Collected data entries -

•••

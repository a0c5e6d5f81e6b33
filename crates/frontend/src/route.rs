use yew::prelude::*;
use yew_router::prelude::*;

use crate::components::create_room::CreateRoom;
use crate::components::home::Home;
use crate::components::join_room::JoinRoom;
use crate::components::not_found::NotFound;

/// Client routes. Paths match exactly; anything else lands on `NotFound`.
#[derive(Routable, PartialEq, Eq, Clone, Copy, Debug)]
pub(crate) enum Route {
    #[at("/")]
    Home,
    #[at("/join")]
    JoinRoom,
    #[at("/create")]
    CreateRoom,
    #[not_found]
    #[at("/404")]
    NotFound,
}

pub(crate) fn switch(route: Route) -> Html {
    log::info!("rendering {:?}", route);

    match route {
        Route::Home => {
            html! { <Home /> }
        }
        Route::JoinRoom => {
            html! { <JoinRoom /> }
        }
        Route::CreateRoom => {
            html! { <CreateRoom /> }
        }
        Route::NotFound => {
            html! { <NotFound /> }
        }
    }
}

#[cfg(test)]
mod tests {
    use super::*;

    #[test]
    fn supported_paths_resolve_to_their_page() {
        assert_eq!(Route::recognize("/"), Some(Route::Home));
        assert_eq!(Route::recognize("/join"), Some(Route::JoinRoom));
        assert_eq!(Route::recognize("/create"), Some(Route::CreateRoom));
    }

    #[test]
    fn unmatched_paths_fall_back_to_not_found() {
        for path in ["/rooms", "/api/create-room", "/joinroom", "/create/extra"] {
            assert_eq!(Route::recognize(path), Some(Route::NotFound), "{}", path);
        }
    }

    #[test]
    fn trailing_slash_is_ignored() {
        assert_eq!(Route::recognize("/join/"), Some(Route::JoinRoom));
        assert_eq!(Route::recognize("/create/"), Some(Route::CreateRoom));
    }

    #[test]
    fn paths_are_case_sensitive() {
        assert_eq!(Route::recognize("/JOIN"), Some(Route::NotFound));
        assert_eq!(Route::recognize("/Create"), Some(Route::NotFound));
    }

    #[test]
    fn routes_render_back_to_their_paths() {
        assert_eq!(Route::Home.to_path(), "/");
        assert_eq!(Route::JoinRoom.to_path(), "/join");
        assert_eq!(Route::CreateRoom.to_path(), "/create");
    }
}
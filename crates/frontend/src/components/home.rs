use musicroom_common::{CREATE_ROOM_PATH, LIST_ROOMS_PATH};
use yew::prelude::*;
use yew_router::prelude::*;

use crate::route::Route;

pub struct Home;

impl Component for Home {
    type Message = ();
    type Properties = ();

    fn create(_ctx: &Context<Self>) -> Self {
        Self
    }

    fn view(&self, _ctx: &Context<Self>) -> Html {
        html! {
            <>
                <p>{ "Vote on the music together. Join an existing room or start a new one." }</p>
                <ul>
                    <li><Link<Route> to={Route::JoinRoom}>{ "Join a room" }</Link<Route>></li>
                    <li><Link<Route> to={Route::CreateRoom}>{ "Create a room" }</Link<Route>></li>
                    // Served by the backend, not the client router.
                    <li><a href={CREATE_ROOM_PATH}>{ "API: create-room" }</a></li>
                    <li><a href={LIST_ROOMS_PATH}>{ "API: rooms" }</a></li>
                </ul>
            </>
        }
    }
}
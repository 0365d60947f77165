// Copyright (c) 2025 Geoffrey Huntley <ghuntley@ghuntley.com>. All rights reserved.
// SPDX-License-Identifier: Proprietary

//! CLA repository linker binary.

use std::time::Duration;

use anyhow::Result;
use clap::Parser;
use cla_common_core::RequestContext;
use cla_server_config::{LogFormat, LoggingConfig, ServerConfig};
use tracing_subscriber::{layer::SubscriberExt, util::SubscriberInitExt, EnvFilter};

mod cli;
mod commands;
mod version;
mod wiring;

use cli::{Cli, Command};

fn load_config(cli: &Cli) -> Result<ServerConfig> {
	let config = match &cli.config {
		Some(path) => cla_server_config::load_config_with_file(path)?,
		None => cla_server_config::load_config()?,
	};
	Ok(config)
}

/// Logs go to stderr; stdout carries command output.
fn init_tracing(logging: &LoggingConfig) {
	let filter =
		EnvFilter::try_from_default_env().unwrap_or_else(|_| logging.level.clone().into());
	let registry = tracing_subscriber::registry().with(filter);
	match logging.format {
		LogFormat::Json => registry
			.with(
				tracing_subscriber::fmt::layer()
					.json()
					.with_writer(std::io::stderr),
			)
			.init(),
		LogFormat::Text => registry
			.with(tracing_subscriber::fmt::layer().with_writer(std::io::stderr))
			.init(),
	}
}

#[tokio::main]
async fn main() -> Result<()> {
	let cli = Cli::parse();

	if let Command::Version = cli.command {
		println!("{}", version::format_version_info());
		return Ok(());
	}

	dotenvy::dotenv().ok();

	let config = load_config(&cli)?;
	init_tracing(&config.logging);

	tracing::info!(
		database = %config.database.url,
		stage = %config.database.stage,
		"starting cla-server"
	);

	let db = wiring::connect(&config).await?;
	if let Command::Migrate = cli.command {
		return wiring::migrate(&db).await;
	}

	let service = wiring::repositories_service(&config, &db)?;

	let ctx = RequestContext::with_timeout(Duration::from_secs(
		config.repositories.request_timeout_secs,
	));
	let interrupt = ctx.clone();
	tokio::spawn(async move {
		if tokio::signal::ctrl_c().await.is_ok() {
			tracing::warn!("interrupted, cancelling request");
			interrupt.cancel();
		}
	});

	commands::run(
		&service,
		&ctx,
		cli.command,
		config.repositories.strict_disable_sweep,
	)
	.await
}
// Copyright (c) 2025 Geoffrey Huntley <ghuntley@ghuntley.com>. All rights reserved.
// SPDX-License-Identifier: Proprietary

//! Bearer tokens for the project catalog.

use std::time::{Duration, Instant};

use async_trait::async_trait;
use cla_common_config::SecretString;
use reqwest::Client;
use serde::{Deserialize, Serialize};
use tokio::sync::Mutex;
use tracing::{debug, error, info, instrument};

use crate::error::ProjectServiceError;

/// Refresh this long before the issuer's expiry.
const REFRESH_MARGIN: Duration = Duration::from_secs(60);

/// Supplies the bearer token sent with every catalog call.
#[async_trait]
pub trait TokenProvider: Send + Sync {
	async fn token(&self) -> Result<SecretString, ProjectServiceError>;

	/// Drop any cached token; called after the catalog answers 401.
	async fn invalidate(&self) {}
}

/// A pre-issued token.
pub struct StaticTokenProvider {
	token: SecretString,
}

impl StaticTokenProvider {
	pub fn new(token: SecretString) -> Self {
		Self { token }
	}
}

#[async_trait]
impl TokenProvider for StaticTokenProvider {
	async fn token(&self) -> Result<SecretString, ProjectServiceError> {
		Ok(self.token.clone())
	}
}

#[derive(Debug, Serialize)]
struct ClientCredentialsRequest<'a> {
	grant_type: &'static str,
	client_id: &'a str,
	client_secret: &'a str,
	#[serde(skip_serializing_if = "Option::is_none")]
	audience: Option<&'a str>,
}

#[derive(Debug, Deserialize)]
struct TokenResponse {
	access_token: String,
	#[serde(default)]
	expires_in: Option<u64>,
}

struct CachedToken {
	token: SecretString,
	expires_at: Instant,
}

/// OAuth2 client-credentials grant against the identity provider.
///
/// The token is cached until [`REFRESH_MARGIN`] before expiry. Refreshes are
/// serialized so concurrent callers trigger a single exchange.
pub struct ClientCredentialsTokenProvider {
	http: Client,
	token_url: String,
	client_id: String,
	client_secret: SecretString,
	audience: Option<String>,
	cached: Mutex<Option<CachedToken>>,
}

impl ClientCredentialsTokenProvider {
	pub fn new(
		http: Client,
		token_url: impl Into<String>,
		client_id: impl Into<String>,
		client_secret: SecretString,
		audience: Option<String>,
	) -> Self {
		Self {
			http,
			token_url: token_url.into(),
			client_id: client_id.into(),
			client_secret,
			audience,
			cached: Mutex::new(None),
		}
	}

	async fn exchange(&self) -> Result<CachedToken, ProjectServiceError> {
		let request = ClientCredentialsRequest {
			grant_type: "client_credentials",
			client_id: &self.client_id,
			client_secret: self.client_secret.expose(),
			audience: self.audience.as_deref(),
		};

		let response = self
			.http
			.post(&self.token_url)
			.json(&request)
			.send()
			.await
			.map_err(|e| {
				if e.is_timeout() {
					return ProjectServiceError::Timeout;
				}
				ProjectServiceError::Network(e)
			})?;

		let status = response.status();
		if !status.is_success() {
			let body = response.text().await.unwrap_or_default();
			error!(status = status.as_u16(), "Token exchange rejected");
			return Err(ProjectServiceError::Token(format!(
				"token endpoint returned {status}: {body}"
			)));
		}

		let parsed: TokenResponse = response
			.json()
			.await
			.map_err(|e| ProjectServiceError::Token(format!("invalid token response: {e}")))?;

		if parsed.access_token.is_empty() {
			return Err(ProjectServiceError::Token("empty access token".to_string()));
		}

		let valid_for = Duration::from_secs(parsed.expires_in.unwrap_or(3600));
		Ok(CachedToken {
			token: SecretString::new(parsed.access_token),
			expires_at: Instant::now() + valid_for,
		})
	}
}

#[async_trait]
impl TokenProvider for ClientCredentialsTokenProvider {
	#[instrument(skip(self), fields(client_id = %self.client_id))]
	async fn token(&self) -> Result<SecretString, ProjectServiceError> {
		let mut cached = self.cached.lock().await;
		if let Some(current) = cached.as_ref() {
			if Instant::now() + REFRESH_MARGIN < current.expires_at {
				debug!("Using cached catalog token");
				return Ok(current.token.clone());
			}
		}

		let fresh = self.exchange().await?;
		let token = fresh.token.clone();
		*cached = Some(fresh);
		info!("Catalog token refreshed");
		Ok(token)
	}

	async fn invalidate(&self) {
		if self.cached.lock().await.take().is_some() {
			info!("Invalidated catalog token");
		}
	}
}
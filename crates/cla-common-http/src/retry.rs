// Copyright (c) 2025 Geoffrey Huntley <ghuntley@ghuntley.com>. All rights reserved.
// SPDX-License-Identifier: Proprietary

//! Exponential backoff for outbound catalog and GitHub calls.

use std::future::Future;
use std::time::Duration;

use reqwest::StatusCode;
use tracing::warn;

const DEFAULT_RETRYABLE_STATUSES: [StatusCode; 6] = [
	StatusCode::TOO_MANY_REQUESTS,
	StatusCode::REQUEST_TIMEOUT,
	StatusCode::INTERNAL_SERVER_ERROR,
	StatusCode::BAD_GATEWAY,
	StatusCode::SERVICE_UNAVAILABLE,
	StatusCode::GATEWAY_TIMEOUT,
];

#[derive(Debug, Clone)]
pub struct RetryConfig {
	/// Total attempts including the first one.
	pub max_attempts: u32,
	pub base_delay: Duration,
	pub max_delay: Duration,
	pub backoff_factor: f64,
	pub jitter: bool,
	pub retryable_statuses: Vec<StatusCode>,
}

impl Default for RetryConfig {
	fn default() -> Self {
		Self {
			max_attempts: 3,
			base_delay: Duration::from_millis(200),
			max_delay: Duration::from_secs(5),
			backoff_factor: 2.0,
			jitter: true,
			retryable_statuses: DEFAULT_RETRYABLE_STATUSES.to_vec(),
		}
	}
}

impl RetryConfig {
	/// A config that makes exactly one attempt.
	pub fn no_retry() -> Self {
		Self {
			max_attempts: 1,
			..Self::default()
		}
	}

	pub fn is_retryable_status(&self, status: StatusCode) -> bool {
		self.retryable_statuses.contains(&status)
	}
}

/// Errors that know whether repeating the call could succeed.
pub trait RetryableError {
	fn is_retryable(&self) -> bool;
}

impl RetryableError for reqwest::Error {
	fn is_retryable(&self) -> bool {
		if self.is_timeout() || self.is_connect() {
			return true;
		}

		self
			.status()
			.map(|status| DEFAULT_RETRYABLE_STATUSES.contains(&status))
			.unwrap_or(false)
	}
}

fn calculate_delay(cfg: &RetryConfig, attempt: u32) -> Duration {
	let exponent = i32::try_from(attempt).unwrap_or(i32::MAX);
	let raw = cfg.base_delay.as_secs_f64() * cfg.backoff_factor.powi(exponent);
	let capped = raw.min(cfg.max_delay.as_secs_f64());

	let delay = if cfg.jitter {
		// Uniform in [0.5, 1.5) of the capped delay.
		capped * (0.5 + fastrand::f64())
	} else {
		capped
	};

	Duration::from_secs_f64(delay)
}

/// Run `f` until it succeeds, returns a non-retryable error, or
/// `cfg.max_attempts` is reached.
pub async fn retry<F, Fut, T, E>(cfg: &RetryConfig, mut f: F) -> Result<T, E>
where
	F: FnMut() -> Fut,
	Fut: Future<Output = Result<T, E>>,
	E: RetryableError + std::fmt::Debug,
{
	let mut attempt = 0;

	loop {
		let err = match f().await {
			Ok(value) => return Ok(value),
			Err(err) => err,
		};
		attempt += 1;

		if !err.is_retryable() {
			return Err(err);
		}

		if attempt >= cfg.max_attempts {
			warn!(
				error = ?err,
				attempt,
				max_attempts = cfg.max_attempts,
				"giving up after retryable errors"
			);
			return Err(err);
		}

		let delay = calculate_delay(cfg, attempt - 1);
		warn!(
			error = ?err,
			attempt,
			max_attempts = cfg.max_attempts,
			delay_ms = delay.as_millis() as u64,
			"retrying outbound call"
		);
		tokio::time::sleep(delay).await;
	}
}
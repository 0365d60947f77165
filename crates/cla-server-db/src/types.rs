// Copyright (c) 2025 Geoffrey Huntley <ghuntley@ghuntley.com>. All rights reserved.
// SPDX-License-Identifier: Proprietary

use chrono::{DateTime, SecondsFormat, Utc};
use serde::{Deserialize, Serialize};
use uuid::Uuid;

use crate::error::DbError;

pub const RECORD_VERSION: &str = "v1";

// =========================================================================
// GitHub organizations
// =========================================================================

#[derive(Debug, Clone, PartialEq, Eq, Serialize, Deserialize)]
#[serde(rename_all = "camelCase")]
pub struct GithubOrgRecord {
	pub organization_name: String,
	/// Issued by GitHub when the App is installed. `None` or `0` means the
	/// App is not installed on this organization.
	pub installation_id: Option<i64>,
	pub project_sfid: String,
	pub parent_project_sfid: Option<String>,
	pub auto_enabled: bool,
	pub auto_enabled_cla_group_id: Option<String>,
	pub branch_protection_enabled: bool,
	pub version: String,
	pub date_created: DateTime<Utc>,
	pub date_modified: DateTime<Utc>,
}

impl GithubOrgRecord {
	/// The installation id, if the App is actually installed.
	pub fn usable_installation_id(&self) -> Option<i64> {
		self.installation_id.filter(|id| *id != 0)
	}
}

#[derive(Debug, Clone, Default, PartialEq, Eq, Serialize, Deserialize)]
#[serde(rename_all = "camelCase")]
pub struct NewGithubOrg {
	pub organization_name: String,
	pub installation_id: Option<i64>,
	pub auto_enabled: bool,
	pub auto_enabled_cla_group_id: Option<String>,
	pub branch_protection_enabled: bool,
}

// =========================================================================
// Repositories
// =========================================================================

#[derive(Debug, Clone, PartialEq, Eq, Serialize, Deserialize)]
#[serde(rename_all = "camelCase")]
pub struct RepositoryRecord {
	pub repository_id: Uuid,
	/// GitHub's numeric repository id, stringified.
	pub external_id: String,
	/// Canonical `owner/repo`.
	pub name: String,
	pub url: String,
	#[serde(rename = "type")]
	pub repository_type: String,
	pub organization_name: String,
	pub cla_group_id: String,
	pub project_sfid: String,
	pub parent_project_sfid: String,
	pub enabled: bool,
	pub note: Option<String>,
	pub version: String,
	pub date_created: DateTime<Utc>,
	pub date_modified: DateTime<Utc>,
}

#[derive(Debug, Clone, PartialEq, Eq, Serialize, Deserialize)]
#[serde(rename_all = "camelCase")]
pub struct NewGithubRepository {
	pub external_id: String,
	pub name: String,
	pub url: String,
	pub repository_type: String,
	pub organization_name: String,
	pub cla_group_id: String,
}

/// Fields left `None` keep their stored value.
#[derive(Debug, Clone, Default, PartialEq, Eq)]
pub struct RepositoryUpdate {
	pub enabled: Option<bool>,
	pub organization_name: Option<String>,
	pub cla_group_id: Option<String>,
	pub note: Option<String>,
}

/// One bucket of the CLA-group view, keyed by GitHub organization.
#[derive(Debug, Clone, PartialEq, Eq, Serialize, Deserialize)]
#[serde(rename_all = "camelCase")]
pub struct OrganizationRepositories {
	pub organization_name: String,
	pub repositories: Vec<RepositoryRecord>,
}

// =========================================================================
// Project / CLA group mappings
// =========================================================================

#[derive(Debug, Clone, PartialEq, Eq, Serialize, Deserialize)]
#[serde(rename_all = "camelCase")]
pub struct ProjectClaGroupMapping {
	pub project_sfid: String,
	pub foundation_sfid: String,
	pub cla_group_id: String,
	pub project_name: Option<String>,
	pub foundation_name: Option<String>,
	pub repositories_count: i64,
	pub version: String,
	pub date_created: DateTime<Utc>,
	pub date_modified: DateTime<Utc>,
}

impl ProjectClaGroupMapping {
	/// True when `project_sfid` is bound to this mapping either directly or
	/// as its foundation.
	pub fn links_project(&self, project_sfid: &str) -> bool {
		self.project_sfid == project_sfid || self.foundation_sfid == project_sfid
	}
}

#[derive(Debug, Clone, Default, PartialEq, Eq, Serialize, Deserialize)]
#[serde(rename_all = "camelCase")]
pub struct NewProjectClaGroupMapping {
	pub project_sfid: String,
	pub foundation_sfid: String,
	pub cla_group_id: String,
	pub project_name: Option<String>,
	pub foundation_name: Option<String>,
}

// =========================================================================
// Timestamps
// =========================================================================

/// Fixed-width RFC 3339 so stored timestamps sort lexically.
pub(crate) fn timestamp(at: DateTime<Utc>) -> String {
	at.to_rfc3339_opts(SecondsFormat::Micros, true)
}

pub(crate) fn parse_timestamp(value: &str) -> Result<DateTime<Utc>, DbError> {
	DateTime::parse_from_rfc3339(value)
		.map(|d| d.with_timezone(&Utc))
		.map_err(|e| DbError::Internal(format!("invalid timestamp '{value}': {e}")))
}
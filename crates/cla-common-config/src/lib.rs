// Copyright (c) 2025 Geoffrey Huntley <ghuntley@ghuntley.com>. All rights reserved.
// SPDX-License-Identifier: Proprietary

//! Configuration primitives shared across the CLA server crates.
//!
//! - [`Secret<T>`] re-exported from [`cla_common_secret`]
//! - [`load_secret_env`] / [`require_secret_env`] for the `VAR` / `VAR_FILE`
//!   convention used by the GitHub App key and catalog credentials

pub mod env;

pub use cla_common_secret::{Secret, SecretString, REDACTED};

pub use env::{load_secret_env, require_secret_env, RequiredSecretError, SecretEnvError};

•••

Activity - Up to and including the line that contains "use crate::components::join_room::JoinRoom;", output the records above exactly, beginning with their first line.

Result below -
repository a0c5e6d5f81e6b33
filename crates/frontend/src/route.rs
use yew::prelude::*;
use yew_router::prelude::*;

use crate::components::create_room::CreateRoom;
use crate::components::home::Home;
use crate::components::join_room::JoinRoom;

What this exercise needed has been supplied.